Cariad Williams, the study’s first author, hadn’t set out to answer that question. She wanted to examine the degree of movement between each vertebra of the pterosaur’s neck.

“These animals have ridiculously long necks,” Williams says, adding that, in some species, the fifth vertebra of the neck from the head end is as long as the animal’s body. “It makes a giraffe look perfectly normal. We wanted to know a bit about how this incredibly long neck functioned, as it seems to have very little mobility between each vertebra.”

While the Moroccan pterosaur bones they study are well preserved in three dimensions, the researchers still hadn’t expected the scans to offer such a clear view of the vertebra’s intricate internal structure.

“We did not originally CT scan it to learn about the inside; we wanted a very detailed image of the outside surface,” Martill says. “We could have got this by ordinary surface scanning, but we had an opportunity to put some specimens in a CT scanner, and it seemed churlish to turn the offer down. We were simply trying to model the degree of movement between all the vertebrae to see how the neck might perform in life.”

He adds, “What was utterly remarkable was that the internal structure was perfectly preserved — so too was the microhistology when we made some petrographic sections through the bone. As soon as we saw the intricate pattern of radial trabeculae, we realized there was something special going on. As we looked closer, we could see that they were arranged in a helix traveling up and down the vertebral tube and crossing each other like bicycle wheel spokes.”

His team realized immediately that they needed to bring in engineers to understand how the biomechanics of this unusual neck would have worked. Those analyses suggest that as few as 50 of the spoke-like trabeculae increased the amount of weight their necks could carry without buckling by 90%. Together with the basic tube-within-a-tube structure, it explains how the relatively light-weight animals could capture and carry heavy prey items without breaking their necks.

“It appears that this structure of extremely thin cervical vertebrae and added helically arranged cross-struts resolved many concerns about the biomechanics of how these creatures were able to support massive heads — longer than 1.5 meters (5 feet) — on necks longer than the modern-day giraffe, all whilst retaining the ability of powered flight,” Martill says.
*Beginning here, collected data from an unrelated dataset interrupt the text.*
//! Header Resolution
//!
//! サマリーシートの列見出しから、論理列（住戸・家賃・入金・残高）の位置を解決します。
//!
//! 役割ごとに「受け付ける見出し断片」の順位付きリストを持ち、
//! 上位の候補から順に、左端から最初に部分一致した列を採用します（先勝ち）。
//! どの候補にも一致しない役割は未解決として扱い、シート全体を読み飛ばします。

use crate::api::ColumnRole;
use crate::error::SkipReason;

/// 役割ごとの見出し候補（小文字、前後空白除去済み）
#[derive(Debug, Clone, PartialEq, Eq)]
pub struct HeaderCandidates {
    unit: Vec<String>,
    rent: Vec<String>,
    paid: Vec<String>,
    balance: Vec<String>,
}

impl Default for HeaderCandidates {
    fn default() -> Self {
        Self {
            unit: vec!["house".into(), "hse".into(), "unit".into()],
            rent: vec!["rent".into()],
            paid: vec!["paid".into()],
            balance: vec!["balance".into()],
        }
    }
}

impl HeaderCandidates {
    /// 指定した役割の候補（順位順）
    pub fn candidates(&self, role: ColumnRole) -> &[String] {
        match role {
            ColumnRole::Unit => &self.unit,
            ColumnRole::Rent => &self.rent,
            ColumnRole::Paid => &self.paid,
            ColumnRole::Balance => &self.balance,
        }
    }

    /// 指定した役割の候補を置き換える
    ///
    /// 候補は小文字化・前後空白除去した上で保持されます。
    pub fn set<I, S>(&mut self, role: ColumnRole, candidates: I)
    where
        I: IntoIterator<Item = S>,
        S: AsRef<str>,
    {
        let normalized = candidates
            .into_iter()
            .map(|c| c.as_ref().trim().to_lowercase())
            .collect();
        match role {
            ColumnRole::Unit => self.unit = normalized,
            ColumnRole::Rent => self.rent = normalized,
            ColumnRole::Paid => self.paid = normalized,
            ColumnRole::Balance => self.balance = normalized,
        }
    }
}

/// 解決済みの列位置（1始まり）
#[derive(Debug, Clone, Copy, PartialEq, Eq)]
pub(crate) struct ResolvedColumns {
    pub unit: u32,
    pub rent: u32,
    pub paid: u32,
    pub balance: u32,
}

/// 順位付き候補による列見出しリゾルバー
#[derive(Debug)]
pub(crate) struct HeaderResolver<'a> {
    candidates: &'a HeaderCandidates,
}

impl<'a> HeaderResolver<'a> {
    pub fn new(candidates: &'a HeaderCandidates) -> Self {
        Self { candidates }
    }

    /// 1つの役割を解決する
    ///
    /// `headers`は1列目からの見出し（小文字化済み）。戻り値は1始まりの列番号。
    pub fn resolve_role(&self, role: ColumnRole, headers: &[String]) -> Option<u32> {
        self.candidates
            .candidates(role)
            .iter()
            .find_map(|candidate| headers.iter().position(|h| h.contains(candidate.as_str())))
            .map(|index| index as u32 + 1)
    }

    /// すべての役割を解決する
    ///
    /// 1つでも未解決の役割があれば`SkipReason::MissingHeader`。
    pub fn resolve(&self, headers: &[String]) -> Result<ResolvedColumns, SkipReason> {
        let find = |role| {
            self.resolve_role(role, headers)
                .ok_or(SkipReason::MissingHeader { role })
        };

        Ok(ResolvedColumns {
            unit: find(ColumnRole::Unit)?,
            rent: find(ColumnRole::Rent)?,
            paid: find(ColumnRole::Paid)?,
            balance: find(ColumnRole::Balance)?,
        })
    }
}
While pterosaurs are sometimes thought of as evolutionary dead ends, Martill and colleagues say the new findings reveal them as “fantastically complex and sophisticated.” Their bones and skeletons were marvels of biology — extremely light yet strong and durable.
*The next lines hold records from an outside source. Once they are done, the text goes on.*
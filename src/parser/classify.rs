//! Sheet Classification
//!
//! シート名と寸法だけから、シートの形状を決定する純粋関数。

use chrono::Month;

use super::months::month_for_prefix;
use super::sheet::SheetView;
use crate::api::SheetKind;
use crate::builder::ExtractionConfig;

/// シートの形状
#[derive(Debug, Clone, Copy, PartialEq, Eq)]
pub(crate) enum SheetShape {
    /// 行数不足
    TooSmall { rows: u32 },

    /// 月次サマリー（シート名の先頭が月コード）
    Summary { month: Month },

    /// 物件別の詳細シート
    Detailed,

    /// 未対応
    Unsupported { columns: u32 },
}

impl SheetShape {
    /// レポート用の分類
    pub fn kind(&self) -> SheetKind {
        match self {
            SheetShape::TooSmall { .. } => SheetKind::TooSmall,
            SheetShape::Summary { .. } => SheetKind::Summary,
            SheetShape::Detailed => SheetKind::Detailed,
            SheetShape::Unsupported { .. } => SheetKind::Unsupported,
        }
    }
}

/// シートを分類する
///
/// 判定順:
///
/// 1. 行数が`min_rows`未満 → `TooSmall`
/// 2. シート名（前後空白除去・大文字化）が月コードで始まる → `Summary`
/// 3. 列数が`detailed_min_columns`を超える → `Detailed`
/// 4. それ以外 → `Unsupported`
pub(crate) fn classify(name: &str, sheet: &SheetView, config: &ExtractionConfig) -> SheetShape {
    let rows = sheet.row_count();
    if rows < config.min_rows {
        return SheetShape::TooSmall { rows };
    }

    let normalized = name.trim().to_uppercase();
    if let Some(month) = month_for_prefix(&normalized, &config.months) {
        return SheetShape::Summary { month };
    }

    let columns = sheet.column_count();
    if columns > config.detailed_min_columns {
        return SheetShape::Detailed;
    }

    SheetShape::Unsupported { columns }
}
The researchers say there’s still much to learn in future work about pterosaurs, including seemingly basic questions about their flight abilities and feeding ecology.

Reference: “Helically arranged cross struts in azhdarchid pterosaur cervical vertebrae and their biomechanical implications” by Cariad J. Williams, Martino Pani, Andrea Bucchi, Roy E. Smith, Alexander Kao, William Keeble, Nizar Ibrahim and David M. Martill, 14 April 2021, iScience.